Story at a glance
- As a high-risk population, Americans older than 60 were prioritized during the initial COVID-19 vaccine rollout.
- Two-thirds of American senior citizens are fully vaccinated according to the Centers of Disease Control and Prevention.
- Now, fewer seniors are being hospitalized and dying from COVID-19.
The United States entered this year at the peak of one of the worst waves of the ongoing coronavirus pandemic, which has killed 567,352 Americans. Since then, however, COVID-19 hospitalizations have dropped by 70 percent among older Americans, who are one of the most vulnerable populations, and deaths have fallen by half, according to recent reports.
The Centers for Disease Control and Prevention (CDC) reports that two-thirds of adults older than 65 have been fully vaccinated, and nearly 81 percent have received at least one dose of a vaccine.

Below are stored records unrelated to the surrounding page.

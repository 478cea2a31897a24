//! Named circuit breaker state machine: Closed → Open → Half-Open
//! (`SPEC_FULL.md` §4.3). Grounded on the breaker in
//! `marlonsc-mcp-context-browser`'s `infrastructure/resilience` module
//! — same state-transition shape and atomic counters, narrowed to the
//! fixed failure/success-threshold policy this spec requires instead
//! of that crate's pluggable backend trait.

use std::sync::atomic::{AtomicU32, Ordering};
use std::sync::RwLock;
use std::time::{Duration, Instant};

use tracing::info;

use crate::error::CoreError;

#[derive(Debug, Clone, Copy, PartialEq, Eq)]
pub enum CircuitState {
    Closed,
    Open,
    HalfOpen,
}

impl std::fmt::Display for CircuitState {
    fn fmt(&self, f: &mut std::fmt::Formatter<'_>) -> std::fmt::Result {
        let s = match self {
            CircuitState::Closed => "closed",
            CircuitState::Open => "open",
            CircuitState::HalfOpen => "half_open",
        };
        write!(f, "{s}")
    }
}

#[derive(Debug, Clone, Copy)]
pub struct CircuitBreakerConfig {
    pub failure_threshold: u32,
    pub success_threshold: u32,
    pub open_duration: Duration,
}

impl Default for CircuitBreakerConfig {
    fn default() -> Self {
        Self {
            failure_threshold: 5,
            success_threshold: 2,
            open_duration: Duration::from_secs(60),
        }
    }
}

#[derive(Debug, Default)]
pub struct CircuitBreakerMetrics {
    pub requests: u64,
    pub successes: u64,
    pub failures: u64,
    pub rejections: u64,
}

pub struct CircuitBreaker {
    name: String,
    config: CircuitBreakerConfig,
    state: RwLock<CircuitState>,
    opened_at: RwLock<Option<Instant>>,
    failure_count: AtomicU32,
    success_count: AtomicU32,
    /// Gates Half-Open admission down to exactly one in-flight probe at
    /// a time: 0 means a probe may be admitted, 1 means one is already
    /// running. Reserved via compare-and-swap, mirroring the `admitted`
    /// counter in `src/resilience/bulkhead.rs`.
    half_open_calls: AtomicU32,
    requests: AtomicU32,
    successes: AtomicU32,
    failures: AtomicU32,
    rejections: AtomicU32,
}

impl CircuitBreaker {
    pub fn new(name: impl Into<String>, config: CircuitBreakerConfig) -> Self {
        Self {
            name: name.into(),
            config,
            state: RwLock::new(CircuitState::Closed),
            opened_at: RwLock::new(None),
            failure_count: AtomicU32::new(0),
            success_count: AtomicU32::new(0),
            half_open_calls: AtomicU32::new(0),
            requests: AtomicU32::new(0),
            successes: AtomicU32::new(0),
            failures: AtomicU32::new(0),
            rejections: AtomicU32::new(0),
        }
    }

    pub fn state(&self) -> CircuitState {
        *self.state.read().expect("circuit breaker state lock poisoned")
    }

    pub fn name(&self) -> &str {
        &self.name
    }

    /// Fast-fail check. Transitions Open → Half-Open in place once
    /// `open_duration` has elapsed, so the next call after the window
    /// is the probe (<10ms decision — no I/O on this path). Half-Open
    /// admits exactly one probe at a time rather than every caller, so
    /// concurrent callers don't all hit a still-failing backend.
    pub fn is_call_permitted(&self) -> bool {
        let current = self.state();
        match current {
            CircuitState::Closed => true,
            CircuitState::HalfOpen => self.try_admit_half_open_probe(),
            CircuitState::Open => {
                let elapsed = self
                    .opened_at
                    .read()
                    .expect("opened_at lock poisoned")
                    .map(|t| t.elapsed())
                    .unwrap_or_default();
                if elapsed >= self.config.open_duration {
                    self.transition_to(CircuitState::HalfOpen);
                    // Fall through the same one-probe gate as an
                    // already-Half-Open circuit: several callers can
                    // race this transition at once, and only the first
                    // should reach the backend.
                    self.try_admit_half_open_probe()
                } else {
                    self.rejections.fetch_add(1, Ordering::Relaxed);
                    false
                }
            }
        }
    }

    /// Reserve the single Half-Open probe slot via compare-and-swap.
    /// Returns `true` for exactly one caller until the slot is released
    /// by `record_success`/`record_failure` or a state transition.
    fn try_admit_half_open_probe(&self) -> bool {
        match self
            .half_open_calls
            .compare_exchange(0, 1, Ordering::SeqCst, Ordering::SeqCst)
        {
            Ok(_) => true,
            Err(_) => {
                self.rejections.fetch_add(1, Ordering::Relaxed);
                false
            }
        }
    }

    pub fn record_success(&self) {
        self.requests.fetch_add(1, Ordering::Relaxed);
        self.successes.fetch_add(1, Ordering::Relaxed);

        match self.state() {
            CircuitState::Closed => {
                self.failure_count.store(0, Ordering::Relaxed);
            }
            CircuitState::HalfOpen => {
                // Release the probe slot before possibly transitioning so a
                // remaining Half-Open window can admit the next single probe.
                self.half_open_calls.store(0, Ordering::SeqCst);
                let successes = self.success_count.fetch_add(1, Ordering::Relaxed) + 1;
                if successes >= self.config.success_threshold {
                    self.transition_to(CircuitState::Closed);
                }
            }
            CircuitState::Open => {}
        }
    }

    pub fn record_failure(&self) {
        self.requests.fetch_add(1, Ordering::Relaxed);
        self.failures.fetch_add(1, Ordering::Relaxed);

        match self.state() {
            CircuitState::Closed => {
                let failures = self.failure_count.fetch_add(1, Ordering::Relaxed) + 1;
                if failures >= self.config.failure_threshold {
                    self.transition_to(CircuitState::Open);
                }
            }
            CircuitState::HalfOpen => {
                self.half_open_calls.store(0, Ordering::SeqCst);
                self.transition_to(CircuitState::Open);
            }
            CircuitState::Open => {}
        }
    }

    fn transition_to(&self, new_state: CircuitState) {
        let mut state = self.state.write().expect("circuit breaker state lock poisoned");
        let old_state = *state;
        if old_state == new_state {
            return;
        }
        *state = new_state;
        drop(state);

        match new_state {
            CircuitState::Closed => {
                self.failure_count.store(0, Ordering::Relaxed);
                self.success_count.store(0, Ordering::Relaxed);
                self.half_open_calls.store(0, Ordering::SeqCst);
            }
            CircuitState::Open => {
                *self.opened_at.write().expect("opened_at lock poisoned") = Some(Instant::now());
                self.success_count.store(0, Ordering::Relaxed);
                self.half_open_calls.store(0, Ordering::SeqCst);
            }
            CircuitState::HalfOpen => {
                self.success_count.store(0, Ordering::Relaxed);
                self.half_open_calls.store(0, Ordering::SeqCst);
            }
        }

        info!(
            circuit_breaker = %self.name,
            from = %old_state,
            to = %new_state,
            "circuit breaker state transition"
        );
    }

    pub fn metrics(&self) -> CircuitBreakerMetrics {
        CircuitBreakerMetrics {
            requests: self.requests.load(Ordering::Relaxed) as u64,
            successes: self.successes.load(Ordering::Relaxed) as u64,
            failures: self.failures.load(Ordering::Relaxed) as u64,
            rejections: self.rejections.load(Ordering::Relaxed) as u64,
        }
    }

    /// Run `op` through the breaker: fast-fail if not permitted,
    /// otherwise run and record the outcome.
    pub async fn call<F, Fut, T>(&self, op: F) -> Result<T, CoreError>
    where
        F: FnOnce() -> Fut,
        Fut: std::future::Future<Output = Result<T, CoreError>>,
    {
        if !self.is_call_permitted() {
            return Err(CoreError::CircuitOpen {
                operation: self.name.clone(),
            });
        }

        match op().await {
            Ok(value) => {
                self.record_success();
                Ok(value)
            }
            Err(err) => {
                self.record_failure();
                Err(err)
            }
        }
    }
}

#[cfg(test)]
mod tests {
    use super::*;

    fn fast_config() -> CircuitBreakerConfig {
        CircuitBreakerConfig {
            failure_threshold: 3,
            success_threshold: 2,
            open_duration: Duration::from_millis(20),
        }
    }

    #[tokio::test]
    async fn opens_after_failure_threshold() {
        let cb = CircuitBreaker::new("llm_extract", fast_config());
        for _ in 0..3 {
            let _ = cb
                .call(|| async { Err::<(), _>(CoreError::transient("llm", "boom")) })
                .await;
        }
        assert_eq!(cb.state(), CircuitState::Open);

        let result = cb.call(|| async { Ok::<_, CoreError>(1) }).await;
        assert!(matches!(result, Err(CoreError::CircuitOpen { .. })));
    }

    #[tokio::test]
    async fn half_open_probe_closes_after_successes() {
        let cb = CircuitBreaker::new("llm_extract", fast_config());
        for _ in 0..3 {
            let _ = cb
                .call(|| async { Err::<(), _>(CoreError::transient("llm", "boom")) })
                .await;
        }
        assert_eq!(cb.state(), CircuitState::Open);

        tokio::time::sleep(Duration::from_millis(30)).await;

        assert!(cb.call(|| async { Ok::<_, CoreError>(1) }).await.is_ok());
        assert_eq!(cb.state(), CircuitState::HalfOpen);
        assert!(cb.call(|| async { Ok::<_, CoreError>(1) }).await.is_ok());
        assert_eq!(cb.state(), CircuitState::Closed);
    }

    #[tokio::test]
    async fn half_open_admits_exactly_one_concurrent_probe() {
        use std::sync::atomic::AtomicU32 as Counter;
        use std::sync::Arc;

        let cb = Arc::new(CircuitBreaker::new("llm_extract", fast_config()));
        for _ in 0..3 {
            let _ = cb
                .call(|| async { Err::<(), _>(CoreError::transient("llm", "boom")) })
                .await;
        }
        tokio::time::sleep(Duration::from_millis(30)).await;
        assert_eq!(cb.state(), CircuitState::Open);

        let in_flight = Arc::new(Counter::new(0));
        let max_observed = Arc::new(Counter::new(0));
        let mut handles = Vec::new();
        for _ in 0..10 {
            let cb = cb.clone();
            let in_flight = in_flight.clone();
            let max_observed = max_observed.clone();
            handles.push(tokio::spawn(async move {
                cb.call(|| async move {
                    let now = in_flight.fetch_add(1, Ordering::SeqCst) + 1;
                    max_observed.fetch_max(now, Ordering::SeqCst);
                    tokio::time::sleep(Duration::from_millis(10)).await;
                    in_flight.fetch_sub(1, Ordering::SeqCst);
                    Err::<(), _>(CoreError::transient("llm", "still down"))
                })
                .await
            }));
        }

        let mut admitted = 0;
        let mut rejected = 0;
        for h in handles {
            match h.await.expect("task panicked") {
                Err(CoreError::CircuitOpen { .. }) => rejected += 1,
                _ => admitted += 1,
            }
        }

        assert_eq!(max_observed.load(Ordering::SeqCst), 1, "only one probe should run at a time");
        assert_eq!(admitted, 1);
        assert_eq!(rejected, 9);
    }

    #[tokio::test]
    async fn half_open_failure_reopens() {
        let cb = CircuitBreaker::new("llm_extract", fast_config());
        for _ in 0..3 {
            let _ = cb
                .call(|| async { Err::<(), _>(CoreError::transient("llm", "boom")) })
                .await;
        }
        tokio::time::sleep(Duration::from_millis(30)).await;
        let _ = cb
            .call(|| async { Err::<(), _>(CoreError::transient("llm", "still down")) })
            .await;
        assert_eq!(cb.state(), CircuitState::Open);
    }

    #[tokio::test]
    async fn success_in_closed_resets_failure_count() {
        let cb = CircuitBreaker::new("llm_extract", fast_config());
        let _ = cb
            .call(|| async { Err::<(), _>(CoreError::transient("llm", "boom")) })
            .await;
        let _ = cb.call(|| async { Ok::<_, CoreError>(1) }).await;
        let _ = cb
            .call(|| async { Err::<(), _>(CoreError::transient("llm", "boom")) })
            .await;
        let _ = cb
            .call(|| async { Err::<(), _>(CoreError::transient("llm", "boom")) })
            .await;
        assert_eq!(cb.state(), CircuitState::Closed);
    }
}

Some older Americans with underlying conditions may be unable to receive a vaccine, but the population is nearing a point of herd immunity — at least amongst themselves.
“What you’re seeing there is exactly what we hoped and wanted to see: As really high rates of vaccinations happen, hospitalizations and death rates come down,” Jodie Guest, a public health researcher at Emory University, told The Associated Press.
But younger Americans still pose a threat — even to those who are inoculated against the coronavirus, as the vaccines are not 100 percent effective — and remain largely unvaccinated. Still, recent figures are encouraging, especially since Americans older than 80 have accounted for a majority of deaths throughout the pandemic, according to the CDC.